Kristin D Ivy1, Jack H Kaplan.   

Abstract

Cisplatin (cDDP) is an anticancer drug used in a number of malignancies, including testicular, ovarian, cervical, bladder, lung, head, and neck cancers. Its use is limited by the development of resistance, often rationalized via effects on cellular uptake. It has been claimed that human copper transporter 1 (hCTR1), the human high-affinity copper transporter, is the major entry pathway for cDDP and related drugs via a mechanism that mimics copper. This is an unexpected property of hCTR1, a highly selective copper (I) transporter. We compared the uptake rates of copper with cDDP (and several analogs) into human embryonic kidney 293 cells overexpressing wild-type or mutant hCTR1, mouse embryonic fibroblasts that do or do not express CTR1, and human ovarian tumor cells that are sensitive or resistant to cDDP. We have also compared the effects of extracellular copper, which causes regulatory endocytosis of hCTR1, to those of cDDP. We confirm the correlation between higher hCTR1 levels and higher platinum drug uptake in tumor cells sensitive to the drug.
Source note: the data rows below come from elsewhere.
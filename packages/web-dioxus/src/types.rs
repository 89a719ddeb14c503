//! Type definitions for API responses
//!
//! These mirror the server's wire types (`server_core` domain models).

use serde::{Deserialize, Serialize};
use std::fmt;
use uuid::Uuid;

// ============================================================================
// Identity
// ============================================================================

#[derive(Debug, Clone, Copy, PartialEq, Eq, Serialize, Deserialize)]
#[serde(rename_all = "lowercase")]
pub enum Role {
    Admin,
    Staff,
    Reception,
    Assistant,
    Employee,
    User,
}

impl Role {
    pub fn label(&self) -> &'static str {
        match self {
            Role::Admin => "Admin",
            Role::Staff => "Staff",
            Role::Reception => "Reception",
            Role::Assistant => "Assistant",
            Role::Employee => "Employee",
            Role::User => "User",
        }
    }
}

impl fmt::Display for Role {
    fn fmt(&self, f: &mut fmt::Formatter<'_>) -> fmt::Result {
        f.write_str(self.label())
    }
}

/// The authenticated user's role-bearing profile snapshot.
#[derive(Debug, Clone, PartialEq, Serialize, Deserialize)]
pub struct Identity {
    pub id: Uuid,
    pub email: String,
    pub display_name: Option<String>,
    pub role: Role,
    pub is_active: bool,
}

impl Identity {
    pub fn name(&self) -> &str {
        self.display_name.as_deref().unwrap_or(&self.email)
    }
}

// ============================================================================
// Profiles
// ============================================================================

#[derive(Debug, Clone, PartialEq, Serialize, Deserialize)]
pub struct Profile {
    pub id: Uuid,
    pub email: String,
    pub display_name: Option<String>,
    pub role: Role,
    pub is_active: bool,
    pub deactivation_reason: Option<String>,
    pub created_at: String,
    pub updated_at: Option<String>,
}

// ============================================================================
// Bookings
// ============================================================================

#[derive(Debug, Clone, Copy, PartialEq, Eq, Serialize, Deserialize)]
#[serde(rename_all = "snake_case")]
pub enum BookingStatus {
    Scheduled,
    CheckedIn,
    Cancelled,
}

impl BookingStatus {
    pub fn label(&self) -> &'static str {
        match self {
            BookingStatus::Scheduled => "Scheduled",
            BookingStatus::CheckedIn => "Checked in",
            BookingStatus::Cancelled => "Cancelled",
        }
    }
}

#[derive(Debug, Clone, PartialEq, Serialize, Deserialize)]
pub struct Booking {
    pub id: Uuid,
    pub visitor_name: String,
    pub visitor_email: String,
    pub host_profile_id: Option<Uuid>,
    pub place_id: Option<Uuid>,
    pub scheduled_for: String,
    pub status: BookingStatus,
    pub checked_in_at: Option<String>,
    pub created_at: String,
}

// ============================================================================
// Passes
// ============================================================================

#[derive(Debug, Clone, PartialEq, Serialize, Deserialize)]
pub struct Pass {
    pub id: Uuid,
    pub booking_id: Uuid,
    pub code: String,
    pub issued_by: Option<Uuid>,
    pub issued_at: String,
}

/// Returned by the check-in route: booking + freshly issued pass.
#[derive(Debug, Clone, PartialEq, Serialize, Deserialize)]
pub struct CheckedIn {
    pub booking: Booking,
    pub pass: Pass,
}

// ============================================================================
// Places & Feedback
// ============================================================================

#[derive(Debug, Clone, PartialEq, Serialize, Deserialize)]
pub struct Place {
    pub id: Uuid,
    pub name: String,
    pub floor: Option<String>,
    pub capacity: Option<i32>,
}

#[derive(Debug, Clone, PartialEq, Serialize, Deserialize)]
pub struct Feedback {
    pub id: Uuid,
    pub author_profile_id: Option<Uuid>,
    pub message: String,
    pub rating: Option<i16>,
    pub created_at: String,
}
However, we show that hCTR1 is not the major entry route of platinum drugs, and that the copper transporter is not internalized in response to extracellular drug. Our data suggest the major entry pathway for platinum drugs is not saturable at relevant concentrations and not protein-mediated. Clinical trials have been initiated that depend upon regulating membrane levels of hCTR1. If reduced drug uptake is a major factor in resistance, hCTR1 is unlikely to be a productive target in attempts to enhance efficacy, although the proteins involved in copper homeostasis may play a role.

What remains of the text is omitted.